Output options: Summaries

letter output component
D density den
C classification pcl and scl
A average component occupancy avn

Traces

letter component of traces
p parameters pars
k number of components k
d deviance deviance
e entropy entropy
a allocations alloc

Value

An object of class nmix. List with numerous components, including

post

posterior distribution of number of components k

pe

list whose k'th component is a k by 3 matrix of estimated posterior means of weights, means and sd's for a mixture with k components

den

matrix of density estimates for k=1,2,...,6 and overall, preceded by row of abcissae at which they are evaluated - only when out includes "D"

avn

order-ncmax2 square matrix with (i,j) entry the posterior expected number of observations allocated to component i when there are j components in the mixture - only when out includes "A"

traces

list of named vectors, traces of selected statistics k, entropy (as defined in Green and Richardson, 2001), etc, sub-sampled to every nspace sweeps

iflag

integer flagging successful completion of simulation (0) or not (1)

Author(s)

Peter J. Green

References

Richardson, S. and Green, P. J. On Bayesian analysis of mixtures with an unknown number of components (with discussion), J. R. Statist. Soc. B, 1997, 59, 731-792; see also the correction in J. R. Statist. Soc. B, 1998, 60, 661.

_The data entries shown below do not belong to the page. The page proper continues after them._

#[cfg(test)]
mod tests {
    use super::*;
    use crate::stream::{StreamContext, shared_context};
    use futures_util::stream;

    fn byte_stream(chunks: Vec<&'static str>) -> ByteStream {
        stream::iter(
            chunks
                .into_iter()
                .map(|c| Ok(Bytes::from_static(c.as_bytes()))),
        )
        .boxed()
    }

    fn processor() -> StreamProcessor {
        StreamProcessor::new("req-1", parse_signature_key("openai:chat").unwrap())
    }

    #[tokio::test]
    async fn line_stream_reassembles_split_chunks() {
        let mut lines = LineStream::new(byte_stream(vec!["data: {\"a\"", ":1}\n\ndata: x\n"]));
        assert_eq!(
            lines.next_line().await.unwrap().as_deref(),
            Some("data: {\"a\":1}")
        );
        assert_eq!(lines.next_line().await.unwrap().as_deref(), Some(""));
        assert_eq!(lines.next_line().await.unwrap().as_deref(), Some("data: x"));
        assert_eq!(lines.next_line().await.unwrap(), None);
    }

    #[tokio::test]
    async fn prefetch_detects_gemini_embedded_error() {
        let ctx = shared_context(StreamContext::new("gemini-pro", "gemini:chat"));
        if let Ok(mut guard) = ctx.lock() {
            guard.provider_api_format = Some("gemini:chat".to_string());
        }
        let mut lines = LineStream::new(byte_stream(vec![
            "data: {\"error\":{\"code\":429,\"message\":\"quota\"}}\n",
        ]));
        let err = processor()
            .prefetch_and_check_error(&mut lines, "gemini-main", "https://example", &ctx, 5)
            .await
            .unwrap_err();
        match err {
            GatewayError::EmbeddedError { provider, code, .. } => {
                assert_eq!(provider, "gemini-main");
                assert_eq!(code, Some(429));
            }
            other => panic!("unexpected error: {other:?}"),
        }
    }

    #[tokio::test]
    async fn prefetch_detects_html_misconfiguration() {
        let ctx = shared_context(StreamContext::new("gpt-4o", "openai:chat"));
        let mut lines = LineStream::new(byte_stream(vec![
            "<!DOCTYPE html>\n<html><body>nginx</body></html>\n",
        ]));
        let err = processor()
            .prefetch_and_check_error(&mut lines, "p1", "https://wrong", &ctx, 5)
            .await
            .unwrap_err();
        assert_eq!(err.kind(), "provider_not_available");
    }

    #[tokio::test]
    async fn prefetch_passes_valid_data_through() {
        let ctx = shared_context(StreamContext::new("gpt-4o", "openai:chat"));
        let mut lines = LineStream::new(byte_stream(vec![
            "data: {\"choices\":[{\"delta\":{\"content\":\"hi\"}}]}\n",
        ]));
        let prefetched = processor()
            .prefetch_and_check_error(&mut lines, "p1", "https://ok", &ctx, 5)
            .await
            .unwrap();
        assert_eq!(prefetched.len(), 1);
    }

    #[tokio::test]
    async fn passthrough_stream_reemits_lines_and_collects_usage() {
        let ctx = shared_context(StreamContext::new("gpt-4o", "openai:chat"));
        let lines = LineStream::new(byte_stream(vec![
            "data: {\"choices\":[{\"index\":0,\"delta\":{\"content\":\"he\"},\"finish_reason\":null}]}\n\n",
            "data: {\"choices\":[],\"usage\":{\"prompt_tokens\":10,\"completion_tokens\":5}}\n\n",
            "data: [DONE]\n\n",
        ]));
        let (tx, mut rx) = mpsc::channel::<Bytes>(64);
        processor()
            .run_response_stream(ctx.clone(), lines, Vec::new(), None, tx)
            .await;

        let mut out = Vec::new();
        while let Some(chunk) = rx.recv().await {
            out.push(String::from_utf8_lossy(&chunk).into_owned());
        }
        assert!(out.iter().any(|l| l.contains("\"he\"")));
        assert!(out.iter().any(|l| l.contains("[DONE]")));

        let guard = ctx.lock().unwrap();
        assert_eq!(guard.input_tokens, 10);
        assert_eq!(guard.output_tokens, 5);
        assert!(guard.has_completion);
        assert_eq!(guard.collected_text, "he");
        assert!(guard.chunk_count >= 3);
    }

    #[tokio::test]
    async fn dropped_receiver_marks_client_disconnected() {
        let ctx = shared_context(StreamContext::new("gpt-4o", "openai:chat"));
        let lines = LineStream::new(byte_stream(vec![
            "data: {\"choices\":[{\"index\":0,\"delta\":{\"content\":\"a\"},\"finish_reason\":null}]}\n",
            "data: {\"choices\":[{\"index\":0,\"delta\":{\"content\":\"b\"},\"finish_reason\":null}]}\n",
        ]));
        let (tx, rx) = mpsc::channel::<Bytes>(1);
        drop(rx);
        processor()
            .run_response_stream(ctx.clone(), lines, Vec::new(), None, tx)
            .await;
        let guard = ctx.lock().unwrap();
        assert_eq!(guard.status_code, 499);
        assert_eq!(guard.error_message.as_deref(), Some("client_disconnected"));
    }
}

Green, P. J. and Richardson, S. Modelling heterogeneity with and without the Dirichlet process, Scandinavian Journal of Statistics, 2001, 28, 355-375.

The author is grateful to Peter Soerensen for providing the interface to the C i/o routines used here, borrowed from his package qgg.

Examples

data(galx)
z<-Nmix('galx',nsweep=10000,nburnin=1000,out="Dkd")
print(z)
summary(z)
plot(z)

Plotting for Bayesian Inference on Univariate Normal Mixtures

Description

Plotting of various information from nmix object on current graphics device

Usage

## S3 method for class 'nmix'
plot(x, which=1:5, separate=FALSE, plugin=FALSE, offset=1, nsamp=50, 
	equi=TRUE, allsort=TRUE, trued=NULL, ...)

Arguments

x

nmix object, as output by Nmix function

which

integer vector, specifying which of several available plots are required, see 'Details' below

separate

logical, if TRUE opens a fresh default device for each new plot, otherwise prompts before overwriting a previous plot

plugin

logical, should plug-in estimator of density, computed from posterior means of parameters, be superimposed on density plot in darkgreen, in the case which contains 1?

offset

t numeric, vertical displacement between plotted traces, in the case which contains 2.

nsamp

integer, number of posterior samples plotted, in the case which contains 3.

equi

logical, should thinning of posterior density samples be equi-spaced, rather than random, in the case which contains 3

allsort

logical, should observations be sorted before making posterior clusters plot, in the case which contains 4

trued

vectorised function defining a probability density function to be superimposed in blue on density plots, in the cases which contains 1 and/or 3

...

additional arguments to plot

Details

If which includes 1, a 2-panel plot of which: the first is a histogram of the data, and if z has a component den (Nmix output option D), superimposed plots of the posterior density estimates, conditional on k=1,2,...,6 and unconditionally (in red); and the second a barplot of the estimated posterior distribution of k.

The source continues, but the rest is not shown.